Word for word, return the entries listed below.

(Stored items)
--------------------------------

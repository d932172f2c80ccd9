use std::collections::HashMap;

use serde::{Deserialize, Serialize};

use crate::player::Player;
use crate::round::AnswerSheet;

/// Outbound notifications produced by the engine and consumed by the
/// transport layer, which maps each to its room subscription.
#[derive(Debug, Clone, PartialEq, Serialize, Deserialize)]
#[serde(tag = "type", content = "payload", rename_all = "snake_case")]
pub enum Notification {
    /// Full current roster after any join/leave/reconnect.
    PlayerList(Vec<Player>),
    GameReadyToStart(GameReadyMsg),
    GameStarted(GameStartedMsg),
    PlayerConfirmed(PlayerConfirmedMsg),
    RoundFinished(RoundFinishedMsg),
}

#[derive(Debug, Clone, PartialEq, Serialize, Deserialize)]
pub struct GameReadyMsg {
    pub time_left: u64,
    pub total_players: usize,
    pub is_new_round: bool,
}

#[derive(Debug, Clone, PartialEq, Serialize, Deserialize)]
pub struct GameStartedMsg {
    pub letter: char,
    pub auto_started: bool,
    pub round_number: u32,
    pub is_new_round: bool,
}

#[derive(Debug, Clone, PartialEq, Serialize, Deserialize)]
pub struct PlayerConfirmedMsg {
    pub username: String,
    pub confirmed_players: Vec<String>,
}

#[derive(Debug, Clone, PartialEq, Serialize, Deserialize)]
pub struct RoundFinishedMsg {
    pub finished_by: String,
    pub answers_by_player: HashMap<String, AnswerSheet>,
    pub letter: char,
    pub scores: HashMap<String, u32>,
    pub round_number: u32,
}

/// A notification addressed to one room.
#[derive(Debug, Clone, PartialEq, Serialize, Deserialize)]
pub struct RoomNotification {
    pub room: String,
    #[serde(flatten)]
    pub notification: Notification,
}

#[cfg(test)]
mod tests {
    use super::*;

    #[test]
    fn notifications_serialize_with_type_tag() {
        let msg = Notification::GameStarted(GameStartedMsg {
            letter: 'R',
            auto_started: true,
            round_number: 1,
            is_new_round: false,
        });
        let json = serde_json::to_value(&msg).unwrap();
        assert_eq!(json["type"], "game_started");
        assert_eq!(json["payload"]["letter"], "R");
        assert_eq!(json["payload"]["auto_started"], true);
    }

    #[test]
    fn room_notification_flattens_payload() {
        let msg = RoomNotification {
            room: "ABCDEF".to_string(),
            notification: Notification::PlayerConfirmed(PlayerConfirmedMsg {
                username: "alice".to_string(),
                confirmed_players: vec!["alice".to_string()],
            }),
        };
        let json = serde_json::to_value(&msg).unwrap();
        assert_eq!(json["room"], "ABCDEF");
        assert_eq!(json["type"], "player_confirmed");
    }
}
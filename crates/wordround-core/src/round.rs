use std::collections::HashMap;

use chrono::{DateTime, Utc};
use rand::Rng;
use serde::{Deserialize, Serialize};

/// Per-player answers for one round: category name → answer text.
pub type AnswerSheet = HashMap<String, String>;

/// Alphabet the round letter is drawn from.
const LETTERS: &[u8] = b"ABCDEFGHIJKLMNOPQRSTUVWXYZ";

/// One timed unit of play. The letter is drawn uniformly at random when the
/// round opens; answers arrive keyed by username, at most one sheet each.
#[derive(Debug, Clone, PartialEq, Serialize, Deserialize)]
pub struct Round {
    pub round_number: u32,
    pub letter: char,
    pub answers: HashMap<String, AnswerSheet>,
    pub started_at: DateTime<Utc>,
    pub ended_at: Option<DateTime<Utc>>,
}

impl Round {
    pub fn new(round_number: u32, letter: char) -> Self {
        Self {
            round_number,
            letter,
            answers: HashMap::new(),
            started_at: Utc::now(),
            ended_at: None,
        }
    }
}

/// Draw a round letter uniformly from `A..=Z`.
pub fn draw_letter() -> char {
    let mut rng = rand::rng();
    LETTERS[rng.random_range(0..LETTERS.len())] as char
}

--------------------------------

**Response:**
repository d932172f2c80ccd9
use std::collections::HashMap;

use serde::{Deserialize, Serialize};

use crate::player::Player;
use crate::round::AnswerSheet;

/// Outbound notifications produced by the engine and consumed by the
/// transport layer, which maps each to its room subscription.
#[derive(Debug, Clone, PartialEq, Serialize, Deserialize)]
#[serde(tag = "type", content = "payload", rename_all = "snake_case")]
pub enum Notification {
    /// Full current roster after any join/leave/reconnect.
    PlayerList(Vec<Player>),
    GameReadyToStart(GameReadyMsg),
    GameStarted(GameStartedMsg),
    PlayerConfirmed(PlayerConfirmedMsg),
    RoundFinished(RoundFinishedMsg),
}

#[derive(Debug, Clone, PartialEq, Serialize, Deserialize)]
pub struct GameReadyMsg {
    pub time_left: u64,
    pub total_players: usize,
    pub is_new_round: bool,
}

#[derive(Debug, Clone, PartialEq, Serialize, Deserialize)]
pub struct GameStartedMsg {
    pub letter: char,
    pub auto_started: bool,
    pub round_number: u32,
    pub is_new_round: bool,
}

#[derive(Debug, Clone, PartialEq, Serialize, Deserialize)]
pub struct PlayerConfirmedMsg {
    pub username: String,
    pub confirmed_players: Vec<String>,
}

#[derive(Debug, Clone, PartialEq, Serialize, Deserialize)]
pub struct RoundFinishedMsg {
    pub finished_by: String,
    pub answers_by_player: HashMap<String, AnswerSheet>,
    pub letter: char,
    pub scores: HashMap<String, u32>,
    pub round_number: u32,
}

/// A notification addressed to one room.
#[derive(Debug, Clone, PartialEq, Serialize, Deserialize)]
pub struct RoomNotification {
    pub room: String,
    #[serde(flatten)]
    pub notification: Notification,
}

#[cfg(test)]
mod tests {
    use super::*;

    #[test]
    fn notifications_serialize_with_type_tag() {
        let msg = Notification::GameStarted(GameStartedMsg {
            letter: 'R',
            auto_started: true,
            round_number: 1,
            is_new_round: false,
        });
        let json = serde_json::to_value(&msg).unwrap();
        assert_eq!(json["type"], "game_started");
        assert_eq!(json["payload"]["letter"], "R");
        assert_eq!(json["payload"]["auto_started"], true);
    }

    #[test]
    fn room_notification_flattens_payload() {
        let msg = RoomNotification {
            room: "ABCDEF".to_string(),
            notification: Notification::PlayerConfirmed(PlayerConfirmedMsg {
                username: "alice".to_string(),
                confirmed_players: vec!["alice".to_string()],
            }),
        };
        let json = serde_json::to_value(&msg).unwrap();
        assert_eq!(json["room"], "ABCDEF");
        assert_eq!(json["type"], "player_confirmed");
    }
}
filename crates/wordround-core/src/round.rs
use std::collections::HashMap;

use chrono::{DateTime, Utc};
use rand::Rng;
use serde::{Deserialize, Serialize};

/// Per-player answers for one round: category name → answer text.
pub type AnswerSheet = HashMap<String, String>;

/// Alphabet the round letter is drawn from.
const LETTERS: &[u8] = b"ABCDEFGHIJKLMNOPQRSTUVWXYZ";

/// One timed unit of play. The letter is drawn uniformly at random when the
/// round opens; answers arrive keyed by username, at most one sheet each.
#[derive(Debug, Clone, PartialEq, Serialize, Deserialize)]
pub struct Round {
    pub round_number: u32,
    pub letter: char,
    pub answers: HashMap<String, AnswerSheet>,
    pub started_at: DateTime<Utc>,
    pub ended_at: Option<DateTime<Utc>>,
}

impl Round {
    pub fn new(round_number: u32, letter: char) -> Self {
        Self {
            round_number,
            letter,
            answers: HashMap::new(),
            started_at: Utc::now(),
            ended_at: None,
        }
    }
}

/// Draw a round letter uniformly from `A..=Z`.
pub fn draw_letter() -> char {
    let mut rng = rand::rng();
    LETTERS[rng.random_range(0..LETTERS.len())] as char
}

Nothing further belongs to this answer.